Filter the records down to the lines that hold the word "bool", and copy each of those lines.
======== Data under study
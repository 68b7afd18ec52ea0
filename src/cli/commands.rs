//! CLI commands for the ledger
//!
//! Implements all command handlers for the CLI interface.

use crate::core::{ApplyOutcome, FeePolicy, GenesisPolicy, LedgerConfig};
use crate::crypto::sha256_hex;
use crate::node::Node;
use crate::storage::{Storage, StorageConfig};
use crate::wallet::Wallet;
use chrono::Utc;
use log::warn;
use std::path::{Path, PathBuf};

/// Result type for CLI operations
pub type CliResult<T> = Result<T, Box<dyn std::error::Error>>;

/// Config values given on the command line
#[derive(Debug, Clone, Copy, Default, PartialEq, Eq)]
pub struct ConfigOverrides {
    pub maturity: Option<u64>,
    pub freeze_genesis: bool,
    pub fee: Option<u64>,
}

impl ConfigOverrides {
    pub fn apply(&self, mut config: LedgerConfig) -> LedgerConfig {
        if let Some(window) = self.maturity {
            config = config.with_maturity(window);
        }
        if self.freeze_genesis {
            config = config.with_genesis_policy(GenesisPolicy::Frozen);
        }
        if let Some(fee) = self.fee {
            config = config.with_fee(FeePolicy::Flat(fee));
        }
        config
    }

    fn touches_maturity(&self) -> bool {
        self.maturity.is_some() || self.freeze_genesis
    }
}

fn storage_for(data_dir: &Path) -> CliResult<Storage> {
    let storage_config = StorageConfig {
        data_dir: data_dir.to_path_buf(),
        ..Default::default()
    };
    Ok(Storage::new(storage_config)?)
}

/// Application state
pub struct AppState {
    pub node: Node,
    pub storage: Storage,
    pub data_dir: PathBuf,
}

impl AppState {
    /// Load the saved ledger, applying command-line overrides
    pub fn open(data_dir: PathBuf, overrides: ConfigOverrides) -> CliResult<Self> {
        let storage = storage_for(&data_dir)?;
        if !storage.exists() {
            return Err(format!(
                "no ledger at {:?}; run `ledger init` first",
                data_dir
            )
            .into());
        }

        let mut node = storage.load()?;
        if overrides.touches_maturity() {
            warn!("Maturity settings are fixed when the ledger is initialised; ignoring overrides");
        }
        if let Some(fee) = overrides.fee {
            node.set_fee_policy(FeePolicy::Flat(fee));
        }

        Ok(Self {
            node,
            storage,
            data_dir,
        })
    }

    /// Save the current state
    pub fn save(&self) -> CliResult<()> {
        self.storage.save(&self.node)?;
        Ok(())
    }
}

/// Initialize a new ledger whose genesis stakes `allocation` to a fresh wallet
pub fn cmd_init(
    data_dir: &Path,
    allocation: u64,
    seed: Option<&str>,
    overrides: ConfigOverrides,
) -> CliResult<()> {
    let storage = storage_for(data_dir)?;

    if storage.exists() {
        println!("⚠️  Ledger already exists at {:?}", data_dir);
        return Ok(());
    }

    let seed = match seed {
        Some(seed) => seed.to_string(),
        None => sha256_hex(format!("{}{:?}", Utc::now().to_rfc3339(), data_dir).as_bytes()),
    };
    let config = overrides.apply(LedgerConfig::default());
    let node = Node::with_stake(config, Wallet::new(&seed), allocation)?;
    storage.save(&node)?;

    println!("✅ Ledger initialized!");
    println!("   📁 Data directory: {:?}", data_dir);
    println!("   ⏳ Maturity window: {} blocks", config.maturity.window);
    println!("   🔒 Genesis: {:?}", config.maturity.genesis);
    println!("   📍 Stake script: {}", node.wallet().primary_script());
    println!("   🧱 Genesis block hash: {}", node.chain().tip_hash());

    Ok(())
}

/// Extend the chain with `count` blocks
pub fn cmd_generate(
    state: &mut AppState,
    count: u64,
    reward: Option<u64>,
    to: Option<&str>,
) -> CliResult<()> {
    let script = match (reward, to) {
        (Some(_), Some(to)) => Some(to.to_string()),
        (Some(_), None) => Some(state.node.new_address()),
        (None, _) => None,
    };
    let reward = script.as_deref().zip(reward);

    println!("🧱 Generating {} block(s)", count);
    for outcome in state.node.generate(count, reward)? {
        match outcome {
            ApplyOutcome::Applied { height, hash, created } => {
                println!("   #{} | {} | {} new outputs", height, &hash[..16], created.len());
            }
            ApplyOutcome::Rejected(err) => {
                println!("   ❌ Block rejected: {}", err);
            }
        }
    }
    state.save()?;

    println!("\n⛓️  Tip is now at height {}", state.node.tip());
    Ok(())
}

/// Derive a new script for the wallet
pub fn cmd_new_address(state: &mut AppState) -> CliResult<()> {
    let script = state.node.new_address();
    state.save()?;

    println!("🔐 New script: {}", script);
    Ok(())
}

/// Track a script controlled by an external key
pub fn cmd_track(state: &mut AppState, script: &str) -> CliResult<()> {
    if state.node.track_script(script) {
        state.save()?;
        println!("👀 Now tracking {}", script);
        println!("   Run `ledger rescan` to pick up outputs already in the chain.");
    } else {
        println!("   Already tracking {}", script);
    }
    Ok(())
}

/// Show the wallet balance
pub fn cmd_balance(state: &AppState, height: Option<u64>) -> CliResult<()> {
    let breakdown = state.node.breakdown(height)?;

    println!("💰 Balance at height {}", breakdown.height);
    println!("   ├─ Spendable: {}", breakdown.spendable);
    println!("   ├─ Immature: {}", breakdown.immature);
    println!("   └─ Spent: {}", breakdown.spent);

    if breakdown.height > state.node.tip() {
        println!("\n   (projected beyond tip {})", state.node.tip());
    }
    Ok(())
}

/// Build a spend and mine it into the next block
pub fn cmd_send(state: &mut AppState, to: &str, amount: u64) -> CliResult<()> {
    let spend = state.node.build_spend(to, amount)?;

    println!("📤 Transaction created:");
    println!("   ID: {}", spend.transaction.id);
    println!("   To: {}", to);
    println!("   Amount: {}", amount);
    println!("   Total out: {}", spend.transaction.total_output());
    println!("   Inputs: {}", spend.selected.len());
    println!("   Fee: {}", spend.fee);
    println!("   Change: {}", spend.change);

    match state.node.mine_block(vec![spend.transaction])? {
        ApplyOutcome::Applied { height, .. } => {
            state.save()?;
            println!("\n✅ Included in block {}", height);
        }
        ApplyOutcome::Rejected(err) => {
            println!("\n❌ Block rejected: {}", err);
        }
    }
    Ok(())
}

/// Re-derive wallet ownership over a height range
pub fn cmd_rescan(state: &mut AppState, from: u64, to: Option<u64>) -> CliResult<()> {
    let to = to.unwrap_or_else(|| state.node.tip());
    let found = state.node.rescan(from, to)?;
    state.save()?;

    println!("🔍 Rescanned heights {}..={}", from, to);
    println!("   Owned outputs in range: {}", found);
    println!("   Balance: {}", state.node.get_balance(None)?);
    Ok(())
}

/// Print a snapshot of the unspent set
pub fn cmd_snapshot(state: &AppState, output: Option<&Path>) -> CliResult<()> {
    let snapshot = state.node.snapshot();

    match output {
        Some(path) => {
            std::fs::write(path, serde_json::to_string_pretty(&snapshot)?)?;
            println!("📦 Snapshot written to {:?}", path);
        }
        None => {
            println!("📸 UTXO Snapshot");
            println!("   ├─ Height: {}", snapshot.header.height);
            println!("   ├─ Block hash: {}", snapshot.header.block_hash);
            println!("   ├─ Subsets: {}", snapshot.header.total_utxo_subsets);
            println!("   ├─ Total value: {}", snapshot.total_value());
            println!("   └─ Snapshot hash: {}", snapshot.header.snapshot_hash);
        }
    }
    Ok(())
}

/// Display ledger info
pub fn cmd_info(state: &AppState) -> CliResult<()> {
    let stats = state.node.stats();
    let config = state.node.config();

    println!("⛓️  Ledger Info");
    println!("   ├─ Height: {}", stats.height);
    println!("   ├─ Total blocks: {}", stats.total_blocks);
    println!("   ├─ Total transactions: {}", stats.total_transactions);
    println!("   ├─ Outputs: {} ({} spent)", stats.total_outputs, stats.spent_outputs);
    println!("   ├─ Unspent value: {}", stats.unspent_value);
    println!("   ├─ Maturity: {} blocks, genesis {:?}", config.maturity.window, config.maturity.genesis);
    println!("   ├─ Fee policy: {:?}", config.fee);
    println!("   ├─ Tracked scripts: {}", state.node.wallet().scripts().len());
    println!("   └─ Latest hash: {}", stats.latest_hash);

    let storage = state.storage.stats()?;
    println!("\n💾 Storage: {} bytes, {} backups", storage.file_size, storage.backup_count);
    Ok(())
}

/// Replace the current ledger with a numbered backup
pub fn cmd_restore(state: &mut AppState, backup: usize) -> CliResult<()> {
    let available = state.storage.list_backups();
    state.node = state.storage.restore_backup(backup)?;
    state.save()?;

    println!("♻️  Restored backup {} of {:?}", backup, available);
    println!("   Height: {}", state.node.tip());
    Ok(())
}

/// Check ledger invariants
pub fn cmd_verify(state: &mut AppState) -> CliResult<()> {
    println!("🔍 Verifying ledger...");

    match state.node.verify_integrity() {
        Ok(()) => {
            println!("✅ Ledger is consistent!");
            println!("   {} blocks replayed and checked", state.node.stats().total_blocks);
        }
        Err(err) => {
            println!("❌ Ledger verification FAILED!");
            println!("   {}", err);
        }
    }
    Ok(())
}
================
======== Data under study
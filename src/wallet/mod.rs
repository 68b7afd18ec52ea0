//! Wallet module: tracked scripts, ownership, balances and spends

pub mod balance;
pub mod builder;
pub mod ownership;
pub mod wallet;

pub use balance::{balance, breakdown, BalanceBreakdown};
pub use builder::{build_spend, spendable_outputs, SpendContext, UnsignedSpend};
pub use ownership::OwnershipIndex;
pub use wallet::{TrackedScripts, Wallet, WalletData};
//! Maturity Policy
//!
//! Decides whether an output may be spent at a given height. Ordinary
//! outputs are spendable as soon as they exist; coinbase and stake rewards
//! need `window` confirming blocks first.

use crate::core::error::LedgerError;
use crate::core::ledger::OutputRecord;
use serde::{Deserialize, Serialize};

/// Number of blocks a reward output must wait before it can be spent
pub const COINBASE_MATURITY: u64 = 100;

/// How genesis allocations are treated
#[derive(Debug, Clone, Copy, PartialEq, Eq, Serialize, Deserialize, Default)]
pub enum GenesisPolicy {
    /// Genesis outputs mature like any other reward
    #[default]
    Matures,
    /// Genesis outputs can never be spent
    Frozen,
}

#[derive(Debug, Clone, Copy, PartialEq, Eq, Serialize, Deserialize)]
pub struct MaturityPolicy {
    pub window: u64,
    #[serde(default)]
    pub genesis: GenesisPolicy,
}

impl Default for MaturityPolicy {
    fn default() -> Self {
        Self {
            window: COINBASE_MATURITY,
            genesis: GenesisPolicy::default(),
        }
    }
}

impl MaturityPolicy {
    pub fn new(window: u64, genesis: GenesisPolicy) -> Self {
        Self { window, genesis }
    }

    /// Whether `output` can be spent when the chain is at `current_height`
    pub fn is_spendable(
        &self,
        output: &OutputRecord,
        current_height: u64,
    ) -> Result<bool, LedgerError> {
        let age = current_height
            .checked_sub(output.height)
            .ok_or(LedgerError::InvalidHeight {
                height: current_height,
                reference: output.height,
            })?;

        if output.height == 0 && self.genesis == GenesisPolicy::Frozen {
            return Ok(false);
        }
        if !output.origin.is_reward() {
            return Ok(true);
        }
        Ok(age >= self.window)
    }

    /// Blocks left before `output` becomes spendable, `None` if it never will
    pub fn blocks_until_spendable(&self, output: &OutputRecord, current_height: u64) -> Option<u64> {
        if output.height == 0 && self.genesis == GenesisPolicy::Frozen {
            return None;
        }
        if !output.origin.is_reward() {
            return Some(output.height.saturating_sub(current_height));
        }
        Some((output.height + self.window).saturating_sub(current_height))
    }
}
================
Result of the exercise:
    pub freeze_genesis: bool,
    fn touches_maturity(&self) -> bool {
    ) -> Result<bool, LedgerError> {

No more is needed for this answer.